EXERCISE DATA:
○ ○ ○ ○
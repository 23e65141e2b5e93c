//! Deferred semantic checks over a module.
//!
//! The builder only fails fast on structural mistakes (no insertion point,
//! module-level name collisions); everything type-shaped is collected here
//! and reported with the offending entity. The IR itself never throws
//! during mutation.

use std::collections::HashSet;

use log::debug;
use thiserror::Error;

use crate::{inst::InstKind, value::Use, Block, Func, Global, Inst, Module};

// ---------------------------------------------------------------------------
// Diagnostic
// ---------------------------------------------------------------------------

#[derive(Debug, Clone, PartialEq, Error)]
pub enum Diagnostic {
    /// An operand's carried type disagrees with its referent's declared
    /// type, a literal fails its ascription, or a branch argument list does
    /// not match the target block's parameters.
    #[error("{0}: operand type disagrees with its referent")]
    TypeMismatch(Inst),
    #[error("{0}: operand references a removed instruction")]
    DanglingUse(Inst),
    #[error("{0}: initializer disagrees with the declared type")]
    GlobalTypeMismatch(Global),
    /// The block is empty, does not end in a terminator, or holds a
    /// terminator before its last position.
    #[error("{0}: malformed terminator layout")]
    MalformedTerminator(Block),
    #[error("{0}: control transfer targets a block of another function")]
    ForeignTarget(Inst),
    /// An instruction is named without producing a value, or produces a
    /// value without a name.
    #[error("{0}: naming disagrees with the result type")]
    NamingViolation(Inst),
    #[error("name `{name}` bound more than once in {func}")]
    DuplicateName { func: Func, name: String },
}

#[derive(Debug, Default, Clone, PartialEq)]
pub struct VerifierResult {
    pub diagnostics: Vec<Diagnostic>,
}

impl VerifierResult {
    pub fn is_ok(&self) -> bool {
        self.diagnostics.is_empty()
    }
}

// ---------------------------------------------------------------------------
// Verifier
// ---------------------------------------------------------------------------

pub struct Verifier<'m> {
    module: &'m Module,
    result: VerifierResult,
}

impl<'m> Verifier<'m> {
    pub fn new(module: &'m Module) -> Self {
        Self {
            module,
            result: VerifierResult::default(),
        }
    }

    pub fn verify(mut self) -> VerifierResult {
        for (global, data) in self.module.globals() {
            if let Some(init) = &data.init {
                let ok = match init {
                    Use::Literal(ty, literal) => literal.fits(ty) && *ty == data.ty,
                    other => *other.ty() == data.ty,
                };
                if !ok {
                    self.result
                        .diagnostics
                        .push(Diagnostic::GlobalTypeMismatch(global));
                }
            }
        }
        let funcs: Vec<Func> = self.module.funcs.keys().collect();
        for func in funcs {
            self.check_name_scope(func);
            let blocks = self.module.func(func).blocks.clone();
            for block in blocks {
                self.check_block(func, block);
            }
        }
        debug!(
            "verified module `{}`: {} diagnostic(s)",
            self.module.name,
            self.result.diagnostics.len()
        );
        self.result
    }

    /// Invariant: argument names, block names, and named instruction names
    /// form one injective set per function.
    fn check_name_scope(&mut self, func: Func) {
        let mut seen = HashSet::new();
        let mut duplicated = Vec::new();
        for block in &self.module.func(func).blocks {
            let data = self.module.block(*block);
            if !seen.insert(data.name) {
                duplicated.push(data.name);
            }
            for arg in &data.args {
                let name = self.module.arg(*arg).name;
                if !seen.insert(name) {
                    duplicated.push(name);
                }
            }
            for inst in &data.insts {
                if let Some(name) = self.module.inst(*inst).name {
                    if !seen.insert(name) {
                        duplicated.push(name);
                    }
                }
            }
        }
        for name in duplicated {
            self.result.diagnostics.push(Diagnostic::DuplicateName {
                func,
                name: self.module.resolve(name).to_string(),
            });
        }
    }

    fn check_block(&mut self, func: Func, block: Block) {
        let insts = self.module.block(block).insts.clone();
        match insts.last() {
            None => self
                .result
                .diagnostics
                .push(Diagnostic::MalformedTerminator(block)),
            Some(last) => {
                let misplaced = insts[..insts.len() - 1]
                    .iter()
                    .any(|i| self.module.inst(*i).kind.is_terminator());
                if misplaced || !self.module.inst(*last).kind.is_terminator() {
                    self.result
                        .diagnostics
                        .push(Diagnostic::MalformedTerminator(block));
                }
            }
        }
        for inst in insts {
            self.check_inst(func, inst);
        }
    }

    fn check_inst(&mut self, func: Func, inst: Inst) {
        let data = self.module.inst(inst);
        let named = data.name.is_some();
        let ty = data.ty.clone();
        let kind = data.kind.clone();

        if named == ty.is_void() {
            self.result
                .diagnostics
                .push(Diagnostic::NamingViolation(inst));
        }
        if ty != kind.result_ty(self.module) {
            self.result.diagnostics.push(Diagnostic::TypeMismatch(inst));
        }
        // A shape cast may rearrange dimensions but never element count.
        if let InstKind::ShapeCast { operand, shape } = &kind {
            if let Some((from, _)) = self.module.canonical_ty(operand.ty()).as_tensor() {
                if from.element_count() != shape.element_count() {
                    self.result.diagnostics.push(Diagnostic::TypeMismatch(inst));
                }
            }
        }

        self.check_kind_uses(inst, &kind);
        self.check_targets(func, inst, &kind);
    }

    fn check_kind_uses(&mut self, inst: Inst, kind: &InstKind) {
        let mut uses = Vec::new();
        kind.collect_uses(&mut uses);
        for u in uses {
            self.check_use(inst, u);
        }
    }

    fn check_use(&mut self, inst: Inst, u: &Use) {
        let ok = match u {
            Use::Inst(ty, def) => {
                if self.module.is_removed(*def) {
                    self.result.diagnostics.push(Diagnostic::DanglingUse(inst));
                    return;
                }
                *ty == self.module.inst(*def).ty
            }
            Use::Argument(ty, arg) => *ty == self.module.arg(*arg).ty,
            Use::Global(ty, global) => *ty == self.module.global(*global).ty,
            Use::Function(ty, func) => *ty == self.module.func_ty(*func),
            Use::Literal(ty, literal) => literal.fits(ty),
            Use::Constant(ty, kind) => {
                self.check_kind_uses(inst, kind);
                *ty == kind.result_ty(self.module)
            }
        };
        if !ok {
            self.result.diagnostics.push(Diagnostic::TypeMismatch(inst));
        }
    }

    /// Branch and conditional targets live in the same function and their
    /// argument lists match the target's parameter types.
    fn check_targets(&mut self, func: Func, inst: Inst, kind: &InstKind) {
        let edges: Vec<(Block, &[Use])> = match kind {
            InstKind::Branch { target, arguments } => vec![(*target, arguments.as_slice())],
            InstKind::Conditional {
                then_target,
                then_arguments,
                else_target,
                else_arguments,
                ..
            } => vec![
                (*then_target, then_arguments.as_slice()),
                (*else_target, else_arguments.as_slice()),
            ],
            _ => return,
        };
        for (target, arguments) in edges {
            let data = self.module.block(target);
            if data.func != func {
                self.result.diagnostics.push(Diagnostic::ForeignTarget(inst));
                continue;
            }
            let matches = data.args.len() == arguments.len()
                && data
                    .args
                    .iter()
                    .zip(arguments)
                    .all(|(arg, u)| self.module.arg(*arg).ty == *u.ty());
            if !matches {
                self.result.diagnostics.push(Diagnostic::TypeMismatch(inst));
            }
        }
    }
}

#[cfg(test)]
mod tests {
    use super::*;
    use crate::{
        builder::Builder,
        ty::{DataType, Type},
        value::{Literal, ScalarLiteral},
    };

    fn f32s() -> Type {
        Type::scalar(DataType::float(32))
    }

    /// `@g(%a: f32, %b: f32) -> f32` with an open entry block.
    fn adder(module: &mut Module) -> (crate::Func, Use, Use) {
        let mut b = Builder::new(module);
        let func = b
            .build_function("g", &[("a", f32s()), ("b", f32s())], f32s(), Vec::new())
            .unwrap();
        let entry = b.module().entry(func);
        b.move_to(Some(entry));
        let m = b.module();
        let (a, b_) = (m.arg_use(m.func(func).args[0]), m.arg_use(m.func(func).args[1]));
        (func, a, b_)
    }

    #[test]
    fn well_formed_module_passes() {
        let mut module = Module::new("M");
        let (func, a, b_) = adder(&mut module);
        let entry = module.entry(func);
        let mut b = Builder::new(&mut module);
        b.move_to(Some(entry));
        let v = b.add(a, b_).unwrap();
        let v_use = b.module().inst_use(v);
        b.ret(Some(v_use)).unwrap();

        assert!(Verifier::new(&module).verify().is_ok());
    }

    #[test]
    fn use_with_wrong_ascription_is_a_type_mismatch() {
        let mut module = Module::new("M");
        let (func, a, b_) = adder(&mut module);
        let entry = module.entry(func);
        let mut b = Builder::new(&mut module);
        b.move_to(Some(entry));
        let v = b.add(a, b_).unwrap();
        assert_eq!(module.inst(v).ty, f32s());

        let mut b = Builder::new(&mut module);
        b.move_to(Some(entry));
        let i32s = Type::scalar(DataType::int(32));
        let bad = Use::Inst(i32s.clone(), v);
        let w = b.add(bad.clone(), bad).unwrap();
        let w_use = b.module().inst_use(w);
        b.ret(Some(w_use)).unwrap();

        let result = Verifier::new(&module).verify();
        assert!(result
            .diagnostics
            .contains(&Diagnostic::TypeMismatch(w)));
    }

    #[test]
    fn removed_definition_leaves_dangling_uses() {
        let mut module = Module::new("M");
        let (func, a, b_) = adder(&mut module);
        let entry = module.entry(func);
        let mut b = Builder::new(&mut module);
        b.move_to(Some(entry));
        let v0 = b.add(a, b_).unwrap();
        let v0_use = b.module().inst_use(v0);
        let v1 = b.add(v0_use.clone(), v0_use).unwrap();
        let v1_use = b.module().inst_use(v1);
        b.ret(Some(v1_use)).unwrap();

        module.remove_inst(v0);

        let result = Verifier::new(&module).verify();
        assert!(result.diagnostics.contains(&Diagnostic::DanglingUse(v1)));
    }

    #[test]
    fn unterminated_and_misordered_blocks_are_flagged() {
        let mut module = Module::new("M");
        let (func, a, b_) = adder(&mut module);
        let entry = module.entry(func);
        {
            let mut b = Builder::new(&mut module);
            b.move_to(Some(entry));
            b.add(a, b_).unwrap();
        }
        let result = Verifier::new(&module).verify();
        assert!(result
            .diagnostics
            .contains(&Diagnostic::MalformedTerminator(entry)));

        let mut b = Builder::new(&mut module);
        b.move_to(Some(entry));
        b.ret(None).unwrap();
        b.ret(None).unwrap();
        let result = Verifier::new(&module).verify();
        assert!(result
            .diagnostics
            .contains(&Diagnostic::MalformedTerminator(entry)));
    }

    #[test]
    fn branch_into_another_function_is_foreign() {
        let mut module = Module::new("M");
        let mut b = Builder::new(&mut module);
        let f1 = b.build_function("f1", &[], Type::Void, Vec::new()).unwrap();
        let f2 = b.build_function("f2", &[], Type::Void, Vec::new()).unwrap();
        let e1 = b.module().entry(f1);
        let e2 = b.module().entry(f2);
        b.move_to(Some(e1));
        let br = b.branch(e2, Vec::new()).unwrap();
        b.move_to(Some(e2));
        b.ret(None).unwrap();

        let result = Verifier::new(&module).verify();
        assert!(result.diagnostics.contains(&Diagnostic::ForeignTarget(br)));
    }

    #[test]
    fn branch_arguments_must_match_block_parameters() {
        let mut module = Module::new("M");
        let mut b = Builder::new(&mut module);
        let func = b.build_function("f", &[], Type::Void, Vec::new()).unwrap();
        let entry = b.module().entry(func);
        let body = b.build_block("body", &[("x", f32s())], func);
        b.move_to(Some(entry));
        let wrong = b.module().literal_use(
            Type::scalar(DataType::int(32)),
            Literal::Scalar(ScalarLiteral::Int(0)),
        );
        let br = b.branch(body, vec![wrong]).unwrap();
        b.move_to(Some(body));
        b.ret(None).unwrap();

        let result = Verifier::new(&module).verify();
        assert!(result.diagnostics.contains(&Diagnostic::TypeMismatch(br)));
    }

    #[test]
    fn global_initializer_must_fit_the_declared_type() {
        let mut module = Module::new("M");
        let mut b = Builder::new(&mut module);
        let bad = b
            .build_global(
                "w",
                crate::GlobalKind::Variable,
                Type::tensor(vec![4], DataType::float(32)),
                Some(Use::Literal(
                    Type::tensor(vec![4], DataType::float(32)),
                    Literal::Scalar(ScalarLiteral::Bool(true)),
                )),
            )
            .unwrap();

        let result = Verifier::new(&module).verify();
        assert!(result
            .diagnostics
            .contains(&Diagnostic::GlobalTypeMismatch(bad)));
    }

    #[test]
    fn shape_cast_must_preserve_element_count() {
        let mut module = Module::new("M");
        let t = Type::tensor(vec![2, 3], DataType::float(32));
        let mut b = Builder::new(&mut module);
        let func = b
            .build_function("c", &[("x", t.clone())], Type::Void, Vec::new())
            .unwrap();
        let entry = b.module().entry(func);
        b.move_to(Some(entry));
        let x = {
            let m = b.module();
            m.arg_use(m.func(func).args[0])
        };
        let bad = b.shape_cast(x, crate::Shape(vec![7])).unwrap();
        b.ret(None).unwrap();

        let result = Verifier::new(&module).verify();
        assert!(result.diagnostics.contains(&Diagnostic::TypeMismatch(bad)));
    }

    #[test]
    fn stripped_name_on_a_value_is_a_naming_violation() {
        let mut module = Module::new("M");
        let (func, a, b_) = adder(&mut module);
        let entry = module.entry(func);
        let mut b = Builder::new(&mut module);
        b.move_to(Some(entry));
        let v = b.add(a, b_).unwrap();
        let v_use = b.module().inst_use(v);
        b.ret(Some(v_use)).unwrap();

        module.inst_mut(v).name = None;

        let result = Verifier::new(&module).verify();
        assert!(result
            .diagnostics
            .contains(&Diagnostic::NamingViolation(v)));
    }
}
○ ○ ○ ○
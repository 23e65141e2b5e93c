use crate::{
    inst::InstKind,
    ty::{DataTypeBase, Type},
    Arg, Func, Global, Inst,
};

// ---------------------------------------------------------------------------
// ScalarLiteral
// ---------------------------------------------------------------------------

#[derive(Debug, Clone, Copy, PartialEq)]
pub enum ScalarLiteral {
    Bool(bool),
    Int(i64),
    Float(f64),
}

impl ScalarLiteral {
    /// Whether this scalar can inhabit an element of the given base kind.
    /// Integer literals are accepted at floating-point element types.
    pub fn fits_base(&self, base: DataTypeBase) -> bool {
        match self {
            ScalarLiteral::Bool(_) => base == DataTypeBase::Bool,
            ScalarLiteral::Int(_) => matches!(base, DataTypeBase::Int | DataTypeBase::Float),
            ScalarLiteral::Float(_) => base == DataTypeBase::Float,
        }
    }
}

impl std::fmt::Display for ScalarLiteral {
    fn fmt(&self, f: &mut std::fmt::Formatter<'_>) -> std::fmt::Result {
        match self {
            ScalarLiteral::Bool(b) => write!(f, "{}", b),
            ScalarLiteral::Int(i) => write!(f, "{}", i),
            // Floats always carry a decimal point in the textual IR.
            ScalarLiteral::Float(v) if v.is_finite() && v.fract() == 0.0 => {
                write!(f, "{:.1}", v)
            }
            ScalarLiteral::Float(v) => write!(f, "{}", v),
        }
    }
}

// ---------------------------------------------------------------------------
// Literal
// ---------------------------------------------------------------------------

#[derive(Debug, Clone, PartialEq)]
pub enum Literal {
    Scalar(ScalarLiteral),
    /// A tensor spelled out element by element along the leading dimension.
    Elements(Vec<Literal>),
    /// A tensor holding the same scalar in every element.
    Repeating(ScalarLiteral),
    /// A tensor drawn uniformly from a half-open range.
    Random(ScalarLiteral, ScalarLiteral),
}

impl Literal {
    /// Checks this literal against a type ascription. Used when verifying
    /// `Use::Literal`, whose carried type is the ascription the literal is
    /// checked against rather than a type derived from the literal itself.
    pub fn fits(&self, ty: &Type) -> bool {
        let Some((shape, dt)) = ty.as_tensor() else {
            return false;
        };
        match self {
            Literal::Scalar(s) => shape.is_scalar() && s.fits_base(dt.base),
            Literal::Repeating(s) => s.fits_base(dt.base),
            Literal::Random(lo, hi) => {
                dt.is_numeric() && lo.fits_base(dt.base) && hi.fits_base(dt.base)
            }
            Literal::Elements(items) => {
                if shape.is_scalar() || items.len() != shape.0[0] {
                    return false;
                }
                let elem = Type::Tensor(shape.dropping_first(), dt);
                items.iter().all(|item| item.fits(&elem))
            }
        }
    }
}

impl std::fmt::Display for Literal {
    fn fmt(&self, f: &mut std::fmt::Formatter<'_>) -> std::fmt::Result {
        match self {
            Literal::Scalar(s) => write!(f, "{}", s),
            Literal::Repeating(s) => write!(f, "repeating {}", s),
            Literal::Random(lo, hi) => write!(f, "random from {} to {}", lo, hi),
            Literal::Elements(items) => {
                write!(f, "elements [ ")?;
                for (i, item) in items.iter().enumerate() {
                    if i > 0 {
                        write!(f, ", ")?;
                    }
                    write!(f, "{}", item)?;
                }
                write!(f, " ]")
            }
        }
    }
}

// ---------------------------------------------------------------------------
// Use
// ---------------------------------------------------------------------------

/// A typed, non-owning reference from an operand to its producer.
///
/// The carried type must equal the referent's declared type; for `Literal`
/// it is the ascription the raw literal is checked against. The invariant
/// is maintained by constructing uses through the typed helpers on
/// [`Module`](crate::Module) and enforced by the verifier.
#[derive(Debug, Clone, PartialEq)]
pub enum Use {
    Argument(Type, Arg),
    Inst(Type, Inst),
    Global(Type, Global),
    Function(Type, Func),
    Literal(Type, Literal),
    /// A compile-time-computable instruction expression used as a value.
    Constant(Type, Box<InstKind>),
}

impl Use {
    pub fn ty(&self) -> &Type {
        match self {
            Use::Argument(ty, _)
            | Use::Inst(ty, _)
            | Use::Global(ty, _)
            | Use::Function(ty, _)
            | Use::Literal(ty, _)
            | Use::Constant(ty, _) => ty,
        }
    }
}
○ ○ ○ ○
WORK TASK: The word to find is "duplicated". Copy every line of the records that holds it.

TASK RESPONSE:
        let mut duplicated = Vec::new();
                duplicated.push(data.name);
                    duplicated.push(name);
                        duplicated.push(name);
        for name in duplicated {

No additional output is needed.